The story opens with the death of famed mathematician Isaac Severy. He was elderly but healthy. So his death — brought on by the untimely introduction of Christmas light string to hot tub water — was made all the more tragic by its suddenness. Mysteriously, he had set a nearby table with breakfast things for two people, a breakfast never to be eaten.
Isaac was the patriarch of a large family comprised of other geniuses, kooks, and a few ne’er-do-wells. They’ve all gathered for his funeral: We meet his adult children and their spouses, his grandchildren, family friends — and Hazel, his adopted granddaughter and heroine of the story.
After a very appropriate reading of an Emily Dickinson poem by a family member, a mystery man, unrecognized by members of the family, takes the podium to read one of Isaac’s mathematical proofs: ‘Let dx over dt equal A times x plus f if x…’ It’s a darkly funny, deliciously absurd scene that sets the tone for the novel: Expect the unusual.
This story features a large cast of well-drawn characters with questionable motives. It plays with the tropes of a manor house mystery, minus the enclosed setting. Although Isaac’s death has been ruled a suicide by the police, there is a possibility, perhaps, that he has been murdered.

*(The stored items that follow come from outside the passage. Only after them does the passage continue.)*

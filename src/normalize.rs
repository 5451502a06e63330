//! Result normalizer: reduces every raw feature to a single representative
//! lon/lat point and keeps only the features truly inside the tile's
//! corridor. A centroid computed directly in geographic degrees is offset
//! from the true planar center (worse at higher latitudes), so polygon
//! centroids are computed in the feature's UTM zone and converted back.

use std::collections::BTreeMap;

use geo::{Centroid, Coord, LineString, Polygon};
use log::debug;

use crate::geom::{BufferedCorridor, PlanarCrs};
use crate::query::{FeatureGeometry, FeatureId, RawFeature};

/// A raw feature reduced to one representative point that passed the true
/// corridor containment test.
#[derive(Clone, Debug)]
pub struct NormalizedFeature {
    pub id: Option<FeatureId>,
    /// Representative lon/lat point: the feature's own coordinate for point
    /// geometry, otherwise the planar centroid of its polygon.
    pub point: Coord<f64>,
    pub tags: BTreeMap<String, String>,
}

/// Normalize one tile's raw results against that tile's corridor.
///
/// Malformed features (degenerate rings, uncomputable centroids, failed
/// transforms) are dropped; the loss of a single feature never fails the
/// batch. Point geometry passes through unchanged, so normalization is
/// idempotent on already-normalized features.
pub fn normalize(features: Vec<RawFeature>, corridor: &BufferedCorridor) -> Vec<NormalizedFeature> {
    features
        .into_iter()
        .filter_map(|feature| {
            let point = match representative_point(&feature.geometry) {
                Some(point) => point,
                None => {
                    debug!("dropping feature {:?}: no computable representative point", feature.id);
                    return None;
                }
            };
            // Strict corridor membership, not the box-shaped query region:
            // the box picks up false positives away from the path.
            if !corridor.contains(point) {
                return None;
            }
            Some(NormalizedFeature { id: feature.id, point, tags: feature.tags })
        })
        .collect()
}

/// The single point standing in for a possibly-polygonal feature.
fn representative_point(geometry: &FeatureGeometry) -> Option<Coord<f64>> {
    match geometry {
        FeatureGeometry::Point(coord) => Some(*coord),
        FeatureGeometry::Polygon(ring) => {
            if ring.len() < 3 {
                return None; // cannot form an exterior ring
            }
            let mean_lon = ring.iter().map(|c| c.x).sum::<f64>() / ring.len() as f64;
            let crs = PlanarCrs::for_longitude(mean_lon).ok()?;
            let planar = crs.path_to_planar(ring).ok()?;
            let polygon = Polygon::new(LineString::from(planar), vec![]);
            let centroid = polygon.centroid()?;
            crs.to_geographic(centroid.0).ok()
        }
    }
}

// ---------------------------------------------------------------------------
// Tests
// ---------------------------------------------------------------------------

#[cfg(test)]
mod tests {
    use super::*;
    use crate::geom::{meters_to_lat_degrees, meters_to_lon_degrees};

    fn corridor() -> BufferedCorridor {
        let path = LineString::from(vec![Coord { x: 9.0, y: 50.0 }, Coord { x: 9.1, y: 50.0 }]);
        BufferedCorridor::new(&path, 100.0).unwrap()
    }

    fn feature(geometry: FeatureGeometry) -> RawFeature {
        RawFeature { id: None, geometry, tags: BTreeMap::new() }
    }

    #[test]
    fn point_geometry_is_idempotent() {
        let on_path = Coord { x: 9.05, y: 50.0 };
        let kept = normalize(vec![feature(FeatureGeometry::Point(on_path))], &corridor());
        assert_eq!(kept.len(), 1);
        assert_eq!(kept[0].point, on_path);

        // Re-running on the already-point geometry returns the same point.
        let again = normalize(
            vec![feature(FeatureGeometry::Point(kept[0].point))],
            &corridor(),
        );
        assert_eq!(again[0].point, on_path);
    }

    #[test]
    fn symmetric_polygon_centroid_stays_centered() {
        // A square centered on the path; projection correction must not
        // introduce drift for the trivial symmetric case.
        let center = Coord { x: 9.05, y: 50.0 };
        let dx = meters_to_lon_degrees(40.0, 50.0);
        let dy = meters_to_lat_degrees(40.0);
        let ring = vec![
            Coord { x: center.x - dx, y: center.y - dy },
            Coord { x: center.x + dx, y: center.y - dy },
            Coord { x: center.x + dx, y: center.y + dy },
            Coord { x: center.x - dx, y: center.y + dy },
        ];
        let kept = normalize(vec![feature(FeatureGeometry::Polygon(ring))], &corridor());
        assert_eq!(kept.len(), 1);
        assert!((kept[0].point.x - center.x).abs() < 1e-5);
        assert!((kept[0].point.y - center.y).abs() < 1e-5);
    }

    #[test]
    fn degenerate_ring_is_dropped_not_an_error() {
        let kept = normalize(
            vec![feature(FeatureGeometry::Polygon(vec![
                Coord { x: 9.05, y: 50.0 },
                Coord { x: 9.051, y: 50.0 },
            ]))],
            &corridor(),
        );
        assert!(kept.is_empty());
    }

    #[test]
    fn empty_ring_is_dropped() {
        let kept = normalize(
            vec![feature(FeatureGeometry::Polygon(Vec::new()))],
            &corridor(),
        );
        assert!(kept.is_empty());
    }

    #[test]
    fn features_outside_the_corridor_are_filtered() {
        // Inside the padded bounding box is not enough; 300 m off the path
        // with a 100 m radius must be rejected.
        let off_path = Coord { x: 9.05, y: 50.0 + meters_to_lat_degrees(300.0) };
        let kept = normalize(vec![feature(FeatureGeometry::Point(off_path))], &corridor());
        assert!(kept.is_empty());
    }

    #[test]
    fn mixed_batch_keeps_only_the_valid_in_corridor_features() {
        let on_path = Coord { x: 9.02, y: 50.0 };
        let far = Coord { x: 9.02, y: 50.1 };
        let kept = normalize(
            vec![
                feature(FeatureGeometry::Point(on_path)),
                feature(FeatureGeometry::Point(far)),
                feature(FeatureGeometry::Polygon(vec![on_path])), // malformed
            ],
            &corridor(),
        );
        assert_eq!(kept.len(), 1);
        assert_eq!(kept[0].point, on_path);
    }
}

The narrative unfolds through three perspectives: Isaac’s son Philip, a professor with ego issues, Gregory, an LA cop and brother to Hazel, and Hazel herself.
Oh, sweet Hazel! She’s a bit of a mess. Her Seattle bookshop, The Guttersnipe, is failing so spectacularly she’s given up her apartment and taken to sleeping in the backroom of her shop with an air mattress for a bed. Sponge baths in the shop bathroom have replaced showers. She’s homeless, demoralized, and broke when she receives the letter her beloved grandfather wrote the day before he died. It’s filled with riddles and an appeal —’My Dear Hazel… I am counting on you to carry out an unpleasant request…’ — that she destroy his life’s work ‘before others find it.’
While Hazel tries to make sense of the clues and questions presented by Isaac’s note, she learns more than she should about her family members’ secrets: covert love affairs, hidden identities, math that might predict the future, a clandestine hotel room, betrayals, and another mysterious death.
Although it shares DNA with a 1930s screwball comedy, this story deftly explores weightier emotional questions, like, ‘Am I living up to my potential?’ and ‘Do I fit into this family at all?’ There are fantastic surprises right up until the end, when it all comes together in a satisfying resolution.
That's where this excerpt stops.